Care: the head of NHS England once said he wanted change but now it seems clear it will be for the worse.

The Tory government promised to revitalise social care in the UK – but seems set to renege on that vow.

Is this the next big Tory scandal?

Ministers are poised to cut £250m from investment in the social care workforce in England, it has been reported, in a move that providers say could set back care “for years to come”.

With more than 165,000 care worker jobs vacant, and low pay driving staff to quit for better wages in retail and hospitality, care providers and councils have been clamouring for investment in recruitment and retention. Inadequate staffing levels are frequently noted as a cause of neglect and poor care by the Care Quality Commission.

However, according to the Health Service Journal (subscription), the government is poised to water down a promise it made in the December 2021 social care white paper to dedicate £500m to “investment in knowledge, skills, health and wellbeing, and recruitment policies [that] will improve social care as a long-term career choice”. This amount could be cut to £250m.

Source: Government ‘to cut £250m from social care workforce funding’ in England | Care workers | The Guardian

How could this care home spend severely disabled man’s cash on women’s clothes, cosmetics and toys he could not use?

Care: this is the most illustrative image I could find that doesn’t show the people involved in the story – but how many severely disabled people are getting the care they need?

This is a serious breach of care. It seems care home staff and a UK city council spent a severely disabled man’s money on things that weren’t for him – and lied to his family about it.

Ian Reeves was a resident at Marston Court Care Home, Leicester, from 2007 until he died in February 2021. His next of kin, sister Sharon McConnell, developed serious concerns about the care he was receiving and how his money was being spent after their mother died in 2018.

She found that his bedroom was bare and he was sitting in a broken wheelchair, so she asked for control of his finances – but was refused.

So she applied to the courts to become a deputy – with the council retaining the role of appointee – and this was granted. Then she requested information on what had been done with his money.

She found that thousands of pounds had gone into and out of his bank account over the years – being spent on women’s and children’s clothes, cosmetics and toys he could not use.

She also found her wheelchair-bound brother’s money had been spent on Zumba classes and chiropody, which she also found strange. The council told her the Zumba classes were specially adapted and he enjoyed taking part.

There was much more (see the source article – link below – for details).  Ms McConnell wanted more information but was frustrated by the response, so she urged the council, the police, the Care Quality Commission and the ombudsman to carry out their own investigations.

The police and the CQC very quickly backed out. The council concluded the home had mismanaged her brother’s finances and that more than £1,500 of his money was ‘unaccounted for’.
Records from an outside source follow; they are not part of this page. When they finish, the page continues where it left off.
//! DexScreener snapshot provider implementation

use crate::{
    constants::{DEXSCREENER_API_URL, DEXSCREENER_TOKENS_ENDPOINT, REQUEST_TIMEOUT_SECS, USER_AGENT},
    error::ProviderError,
    provider::SnapshotProvider,
    types::TokenSnapshot,
};
use async_trait::async_trait;
use reqwest::Client;
use serde::Deserialize;
use serde_json::Value;
use std::time::Duration;

/// DexScreener API response for token lookups
///
/// `pairs` comes back as `null` for tokens without any listed pair. Pairs
/// stay raw JSON; only the first one is ever read, so malformed pairs
/// further down the list cannot fail the lookup.
#[derive(Debug, Deserialize)]
struct TokenPairsResponse {
    #[serde(default)]
    pairs: Option<Vec<Value>>,
}

/// DexScreener snapshot provider
pub struct DexScreenerProvider {
    client: Client,
    base_url: String,
}

impl DexScreenerProvider {
    /// Creates a new DexScreener provider against the public API
    pub fn new() -> Result<Self, ProviderError> {
        Self::with_options(
            DEXSCREENER_API_URL,
            Duration::from_secs(REQUEST_TIMEOUT_SECS),
        )
    }

    /// Creates a provider against `base_url` with a per-request timeout
    pub fn with_options(base_url: &str, timeout: Duration) -> Result<Self, ProviderError> {
        let client = Client::builder()
            .timeout(timeout)
            .user_agent(USER_AGENT)
            .build()
            .map_err(ProviderError::NetworkError)?;

        Ok(Self {
            client,
            base_url: base_url.trim_end_matches('/').to_string(),
        })
    }

    /// Builds the DexScreener API URL for a token
    fn build_url(&self, token_address: &str) -> String {
        format!(
            "{}{}/{}",
            self.base_url, DEXSCREENER_TOKENS_ENDPOINT, token_address
        )
    }
}

/// Parses a DexScreener token response body into a snapshot
///
/// Uses the first listed pair only. A missing pair, or a pair without its
/// `volume` / `priceChange` objects, is an error; any individual value that
/// is not a finite number becomes zero.
pub fn parse_response(body: &str, token_address: &str) -> Result<TokenSnapshot, ProviderError> {
    let response: TokenPairsResponse = serde_json::from_str(body).map_err(|e| {
        ProviderError::invalid_response(format!("Failed to parse DexScreener response: {}", e))
    })?;

    let pair = response
        .pairs
        .and_then(|pairs| pairs.into_iter().next())
        .filter(|pair| !pair.is_null())
        .ok_or_else(|| ProviderError::pair_not_found(token_address))?;

    let volume = windowed(&pair, "volume")?;
    let price_change = windowed(&pair, "priceChange")?;

    Ok(TokenSnapshot::new(
        field_number(&pair, "priceUsd"),
        field_number(&pair, "fdv"),
        field_number(volume, "h24"),
        field_number(price_change, "h24"),
    ))
}

/// Looks up a per-window object such as `volume`; absent or `null` is a
/// shape failure, anything else is handed on and read leniently
fn windowed<'a>(pair: &'a Value, key: &str) -> Result<&'a Value, ProviderError> {
    match pair.get(key) {
        None | Some(Value::Null) => Err(ProviderError::invalid_response(format!(
            "pair is missing `{}`",
            key
        ))),
        Some(value) => Ok(value),
    }
}

/// Reads `key` from a JSON object as a number, zero if absent or unusable
fn field_number(object: &Value, key: &str) -> f64 {
    object.get(key).map(coerce_number).unwrap_or(0.0)
}

/// Reads a JSON number or numeric string, falling back to zero
fn coerce_number(value: &Value) -> f64 {
    let parsed = match value {
        Value::Number(n) => n.as_f64(),
        Value::String(s) => s.trim().parse::<f64>().ok(),
        _ => None,
    };

    parsed.filter(|v| v.is_finite()).unwrap_or(0.0)
}

#[async_trait]
impl SnapshotProvider for DexScreenerProvider {
    async fn fetch_snapshot(&self, token_address: &str) -> Result<TokenSnapshot, ProviderError> {
        let url = self.build_url(token_address);
        tracing::debug!(%url, "Fetching token pairs from DexScreener");

        let response = self
            .client
            .get(&url)
            .send()
            .await
            .map_err(ProviderError::from_request)?;

        // Check for rate limiting
        if response.status().as_u16() == 429 {
            return Err(ProviderError::RateLimitExceeded);
        }

        // Check for other errors
        if !response.status().is_success() {
            return Err(ProviderError::ApiError(format!(
                "HTTP {}: {}",
                response.status(),
                response.text().await.unwrap_or_default()
            )));
        }

        let body = response.text().await.map_err(ProviderError::from_request)?;
        tracing::trace!(body = %body, "Raw DexScreener response");

        parse_response(&body, token_address)
    }

    fn provider_name(&self) -> &'static str {
        "dexscreener"
    }
}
It ordered the home to apologise, pay the missing money back and carry out a review of its policies for managing residents’ finances. But the home did not accept the council’s findings and claimed the spending on Zumba classes, clothing and toys all met Ian’s needs.

Both Marsden Court and the council have been found guilty of failing her brother and maladministration by the Local Government and Social Care Ombudsman.

The ombudsman concluded both the council and home mismanaged Ian’s finances. Its report, which refers to Ian only as ‘Mr C’, highlights a catalogue of mistakes by both organisations.

Ms McConnell has been offered apologies and £500 in compensation – to make up for the loss of thousands of pounds.

But bosses at the home, while acknowledging they had to learn lessons on good practice from the case, have said they don’t recognise other concerns that had been raised.

They said the home had received a clean bill of health from the Care Quality Commission (which had backed away from investigating, remember) and the council (which had admitted failings) and other professionals regularly visited the home and viewed Ian’s room.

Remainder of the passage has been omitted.